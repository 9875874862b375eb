//! Central error handling for the elevation engine
//!
//! Provides a unified ElevationError enum. Every failure kind degrades to
//! "no data for this key" at the layer boundary except cancellation and
//! unsupported writes, which callers need to tell apart.

use std::sync::Arc;

/// Centralized error type for all elevation operations
#[derive(thiserror::Error, Debug, Clone)]
pub enum ElevationError {
    #[error("No profile: {0}")]
    NoProfile(String),

    #[error("Invalid grid: {0}")]
    InvalidGrid(String),

    #[error("Operation canceled")]
    Canceled,

    #[error("Source unavailable: {0}")]
    SourceUnavailable(String),

    #[error("Service unavailable")]
    ServiceUnavailable,

    #[error("Invalid tile key: {0}")]
    InvalidKey(String),

    #[error("Invalid extent: {0}")]
    InvalidExtent(String),

    #[error("Config error: {0}")]
    Config(String),

    #[error("JSON error: {0}")]
    Json(Arc<serde_json::Error>),

    #[error("IO error: {0}")]
    Io(Arc<std::io::Error>),
}

impl ElevationError {
    /// Convenience constructors for common error types
    pub fn invalid_grid<T: ToString>(msg: T) -> Self {
        ElevationError::InvalidGrid(msg.to_string())
    }

    pub fn unavailable<T: ToString>(msg: T) -> Self {
        ElevationError::SourceUnavailable(msg.to_string())
    }

    pub fn config<T: ToString>(msg: T) -> Self {
        ElevationError::Config(msg.to_string())
    }

    pub fn is_canceled(&self) -> bool {
        matches!(self, ElevationError::Canceled)
    }
}

impl From<std::io::Error> for ElevationError {
    fn from(err: std::io::Error) -> Self {
        ElevationError::Io(Arc::new(err))
    }
}

impl From<serde_json::Error> for ElevationError {
    fn from(err: serde_json::Error) -> Self {
        ElevationError::Json(Arc::new(err))
    }
}

/// Result type alias for elevation operations
pub type ElevationResult<T> = Result<T, ElevationError>;
// src/terrain/source.rs
// Elevation data sources: the pluggable boundary the compositor reads tiles through
// RELEVANT FILES: src/terrain/layer.rs, src/terrain/tiling.rs, src/terrain/grid.rs

use std::collections::HashMap;
use std::fmt;
use std::sync::atomic::{AtomicBool, AtomicUsize, Ordering};
use std::sync::{Arc, RwLock};
use std::time::Duration;

use crate::error::{ElevationError, ElevationResult};
use crate::terrain::cancel::CancelToken;
use crate::terrain::grid::{Elevation, HeightGrid};
use crate::terrain::tiling::{Profile, TileKey};

/// Default edge length of a source tile, in samples
pub const DEFAULT_TILE_SIZE: u32 = 257;

/// Anything that can hand out height grids by tile key.
pub trait ElevationSource: Send + Sync + fmt::Debug {
    fn name(&self) -> &str;

    /// Native tiling profile; `None` until the source has been opened successfully
    fn profile(&self) -> Option<Arc<Profile>>;

    fn tile_size(&self) -> u32 {
        DEFAULT_TILE_SIZE
    }

    /// Best key at or above `key` that this source can actually serve
    fn best_available_key(&self, key: &TileKey) -> Option<TileKey> {
        if self.may_have_data(key) {
            Some(key.clone())
        } else {
            None
        }
    }

    fn may_have_data(&self, _key: &TileKey) -> bool {
        true
    }

    fn is_key_in_legal_range(&self, _key: &TileKey) -> bool {
        true
    }

    /// Produce the grid for exactly `key`. Blocking.
    fn fetch(&self, key: &TileKey, cancel: &CancelToken) -> ElevationResult<HeightGrid>;

    fn supports_writing(&self) -> bool {
        false
    }

    fn write(&self, _key: &TileKey, _grid: &HeightGrid) -> ElevationResult<()> {
        Err(ElevationError::ServiceUnavailable)
    }
}

/// Source backed by a map of explicitly inserted tiles.
///
/// Useful for tests and for small preloaded datasets. Lookups for a key that
/// was never inserted fail, and `best_available_key` walks up to the nearest
/// stored ancestor.
pub struct MemorySource {
    name: String,
    profile: Arc<Profile>,
    tile_size: u32,
    tiles: RwLock<HashMap<TileKey, Arc<HeightGrid>>>,
    latency: Option<Duration>,
    writable: bool,
    online: AtomicBool,
    fetches: AtomicUsize,
}

impl fmt::Debug for MemorySource {
    fn fmt(&self, f: &mut fmt::Formatter<'_>) -> fmt::Result {
        f.debug_struct("MemorySource")
            .field("name", &self.name)
            .field("tile_size", &self.tile_size)
            .field("tiles", &self.tiles.read().map(|t| t.len()).unwrap_or(0))
            .finish()
    }
}

impl MemorySource {
    pub fn new(name: impl Into<String>, profile: Arc<Profile>, tile_size: u32) -> Self {
        Self {
            name: name.into(),
            profile,
            tile_size,
            tiles: RwLock::new(HashMap::new()),
            latency: None,
            writable: false,
            online: AtomicBool::new(true),
            fetches: AtomicUsize::new(0),
        }
    }

    /// Sleep this long inside every fetch, to imitate a remote service
    pub fn with_latency(mut self, latency: Duration) -> Self {
        self.latency = Some(latency);
        self
    }

    pub fn writable(mut self) -> Self {
        self.writable = true;
        self
    }

    pub fn insert(&self, key: TileKey, grid: HeightGrid) {
        if let Ok(mut tiles) = self.tiles.write() {
            tiles.insert(key, Arc::new(grid));
        }
    }

    /// Store the same constant-valued tile for `key`
    pub fn insert_constant(&self, key: TileKey, value: f32) {
        let size = self.tile_size;
        self.insert(key, HeightGrid::filled(size, size, value));
    }

    pub fn remove(&self, key: &TileKey) -> bool {
        self.tiles
            .write()
            .map(|mut tiles| tiles.remove(key).is_some())
            .unwrap_or(false)
    }

    /// Simulate the backing service going away (fetches fail) or returning
    pub fn set_online(&self, online: bool) {
        self.online.store(online, Ordering::Release);
    }

    /// Number of fetch calls served or attempted
    pub fn fetch_count(&self) -> usize {
        self.fetches.load(Ordering::Acquire)
    }

    fn contains(&self, key: &TileKey) -> bool {
        self.tiles.read().map(|t| t.contains_key(key)).unwrap_or(false)
    }
}

impl ElevationSource for MemorySource {
    fn name(&self) -> &str {
        &self.name
    }

    fn profile(&self) -> Option<Arc<Profile>> {
        Some(self.profile.clone())
    }

    fn tile_size(&self) -> u32 {
        self.tile_size
    }

    fn best_available_key(&self, key: &TileKey) -> Option<TileKey> {
        let mut current = Some(key.clone());
        while let Some(k) = current {
            if self.contains(&k) {
                return Some(k);
            }
            current = k.parent();
        }
        None
    }

    fn may_have_data(&self, key: &TileKey) -> bool {
        self.tiles
            .read()
            .map(|tiles| {
                tiles
                    .keys()
                    .any(|k| k == key || k.is_descendant_of(key))
            })
            .unwrap_or(false)
    }

    fn fetch(&self, key: &TileKey, cancel: &CancelToken) -> ElevationResult<HeightGrid> {
        self.fetches.fetch_add(1, Ordering::AcqRel);
        cancel.check()?;
        if let Some(latency) = self.latency {
            std::thread::sleep(latency);
            cancel.check()?;
        }
        if !self.online.load(Ordering::Acquire) {
            return Err(ElevationError::unavailable(format!("{} is offline", self.name)));
        }
        let tiles = self
            .tiles
            .read()
            .map_err(|_| ElevationError::unavailable("tile table poisoned"))?;
        tiles
            .get(key)
            .map(|grid| grid.as_ref().clone())
            .ok_or_else(|| ElevationError::unavailable(format!("{}: no tile {}", self.name, key)))
    }

    fn supports_writing(&self) -> bool {
        self.writable
    }

    fn write(&self, key: &TileKey, grid: &HeightGrid) -> ElevationResult<()> {
        if !self.writable {
            return Err(ElevationError::ServiceUnavailable);
        }
        grid.validate()?;
        self.insert(key.clone(), grid.clone());
        Ok(())
    }
}

type HeightFn = dyn Fn(f64, f64) -> Option<f32> + Send + Sync;

/// Source that evaluates a height function at every sample location.
///
/// Coordinates passed to the function are in the profile's SRS. Returning
/// `None` marks a sample as no data.
pub struct SyntheticSource {
    name: String,
    profile: Arc<Profile>,
    tile_size: u32,
    max_level: u32,
    height_fn: Arc<HeightFn>,
    fetches: AtomicUsize,
}

impl fmt::Debug for SyntheticSource {
    fn fmt(&self, f: &mut fmt::Formatter<'_>) -> fmt::Result {
        f.debug_struct("SyntheticSource")
            .field("name", &self.name)
            .field("tile_size", &self.tile_size)
            .field("max_level", &self.max_level)
            .finish()
    }
}

impl SyntheticSource {
    pub fn new<F>(name: impl Into<String>, profile: Arc<Profile>, tile_size: u32, height_fn: F) -> Self
    where
        F: Fn(f64, f64) -> Option<f32> + Send + Sync + 'static,
    {
        Self {
            name: name.into(),
            profile,
            tile_size,
            max_level: crate::terrain::tiling::MAX_LOD,
            height_fn: Arc::new(height_fn),
            fetches: AtomicUsize::new(0),
        }
    }

    /// Rolling sine/cosine hills
    pub fn waves(name: impl Into<String>, profile: Arc<Profile>, tile_size: u32) -> Self {
        Self::new(name, profile, tile_size, |x, y| {
            Some(((x * 0.1).sin() * 10.0 + (y * 0.1).cos() * 10.0) as f32)
        })
    }

    /// Same value everywhere
    pub fn constant(name: impl Into<String>, profile: Arc<Profile>, tile_size: u32, value: f32) -> Self {
        Self::new(name, profile, tile_size, move |_, _| Some(value))
    }

    /// Deepest level with native data; deeper requests resolve to ancestors
    pub fn with_max_level(mut self, max_level: u32) -> Self {
        self.max_level = max_level;
        self
    }

    pub fn fetch_count(&self) -> usize {
        self.fetches.load(Ordering::Acquire)
    }
}

impl ElevationSource for SyntheticSource {
    fn name(&self) -> &str {
        &self.name
    }

    fn profile(&self) -> Option<Arc<Profile>> {
        Some(self.profile.clone())
    }

    fn tile_size(&self) -> u32 {
        self.tile_size
    }

    fn best_available_key(&self, key: &TileKey) -> Option<TileKey> {
        if key.lod() <= self.max_level {
            Some(key.clone())
        } else {
            key.ancestor(self.max_level)
        }
    }

    fn may_have_data(&self, key: &TileKey) -> bool {
        key.lod() <= self.max_level
    }

    fn is_key_in_legal_range(&self, key: &TileKey) -> bool {
        key.lod() <= self.max_level
    }

    fn fetch(&self, key: &TileKey, cancel: &CancelToken) -> ElevationResult<HeightGrid> {
        self.fetches.fetch_add(1, Ordering::AcqRel);
        cancel.check()?;
        if key.lod() > self.max_level {
            return Err(ElevationError::unavailable(format!(
                "{}: level {} beyond max level {}",
                self.name,
                key.lod(),
                self.max_level
            )));
        }

        let size = self.tile_size.max(2);
        let extent = key.extent();
        let dx = extent.width() / (size - 1) as f64;
        let dy = extent.height() / (size - 1) as f64;
        let mut grid = HeightGrid::new(size, size);
        for r in 0..size {
            let y = extent.y_min() + dy * r as f64;
            for c in 0..size {
                let x = extent.x_min() + dx * c as f64;
                grid.set(c, r, Elevation::from((self.height_fn)(x, y)));
            }
        }
        Ok(grid)
    }
}

#[cfg(test)]
mod tests {
    use super::*;

    #[test]
    fn test_memory_source_walks_to_stored_ancestor() {
        let profile = Profile::global_geodetic();
        let source = MemorySource::new("mem", profile.clone(), 17);
        let root = TileKey::new(1, 0, 0, profile.clone()).unwrap();
        source.insert_constant(root.clone(), 5.0);

        let deep = TileKey::new(4, 3, 2, profile.clone()).unwrap();
        assert_eq!(source.best_available_key(&deep), Some(root.clone()));
        // only the stored tile and its ancestors hold data
        assert!(!source.may_have_data(&deep));
        assert!(source.may_have_data(&root.parent().unwrap()));

        let elsewhere = TileKey::new(4, 20, 2, profile).unwrap();
        assert_eq!(source.best_available_key(&elsewhere), None);
        assert!(!source.may_have_data(&elsewhere));
    }

    #[test]
    fn test_memory_source_fetch() {
        let profile = Profile::global_geodetic();
        let source = MemorySource::new("mem", profile.clone(), 5);
        let key = TileKey::new(0, 0, 0, profile.clone()).unwrap();
        source.insert_constant(key.clone(), 12.0);

        let cancel = CancelToken::new();
        let grid = source.fetch(&key, &cancel).unwrap();
        assert_eq!(grid.get(2, 2), Elevation::Valid(12.0));

        let missing = TileKey::new(0, 1, 0, profile).unwrap();
        assert!(matches!(
            source.fetch(&missing, &cancel),
            Err(ElevationError::SourceUnavailable(_))
        ));

        source.set_online(false);
        assert!(source.fetch(&key, &cancel).is_err());
        assert_eq!(source.fetch_count(), 3);
    }

    #[test]
    fn test_fetch_honours_cancellation() {
        let profile = Profile::global_geodetic();
        let source = MemorySource::new("mem", profile.clone(), 5);
        let key = TileKey::new(0, 0, 0, profile).unwrap();
        source.insert_constant(key.clone(), 1.0);
        let cancel = CancelToken::new();
        cancel.cancel();
        assert!(source.fetch(&key, &cancel).unwrap_err().is_canceled());
    }

    #[test]
    fn test_memory_source_write() {
        let profile = Profile::global_geodetic();
        let key = TileKey::new(0, 0, 0, profile.clone()).unwrap();
        let grid = HeightGrid::filled(3, 3, 1.0);

        let read_only = MemorySource::new("ro", profile.clone(), 3);
        assert!(matches!(
            read_only.write(&key, &grid),
            Err(ElevationError::ServiceUnavailable)
        ));

        let writable = MemorySource::new("rw", profile, 3).writable();
        writable.write(&key, &grid).unwrap();
        assert!(writable.fetch(&key, &CancelToken::new()).is_ok());
    }

    #[test]
    fn test_synthetic_source_clamps_to_max_level() {
        let profile = Profile::global_geodetic();
        let source = SyntheticSource::waves("waves", profile.clone(), 9).with_max_level(2);
        let deep = TileKey::new(5, 9, 3, profile).unwrap();
        let best = source.best_available_key(&deep).unwrap();
        assert_eq!(best.lod(), 2);
        assert!(!source.is_key_in_legal_range(&deep));

        let cancel = CancelToken::new();
        assert!(source.fetch(&deep, &cancel).is_err());
        let grid = source.fetch(&best, &cancel).unwrap();
        assert_eq!(grid.width(), 9);
        assert_eq!(grid.valid_count(), 81);
    }
}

++++

A single number is required: the count of lines in the entries that include the word "ElevationSource".

__Completed task__
3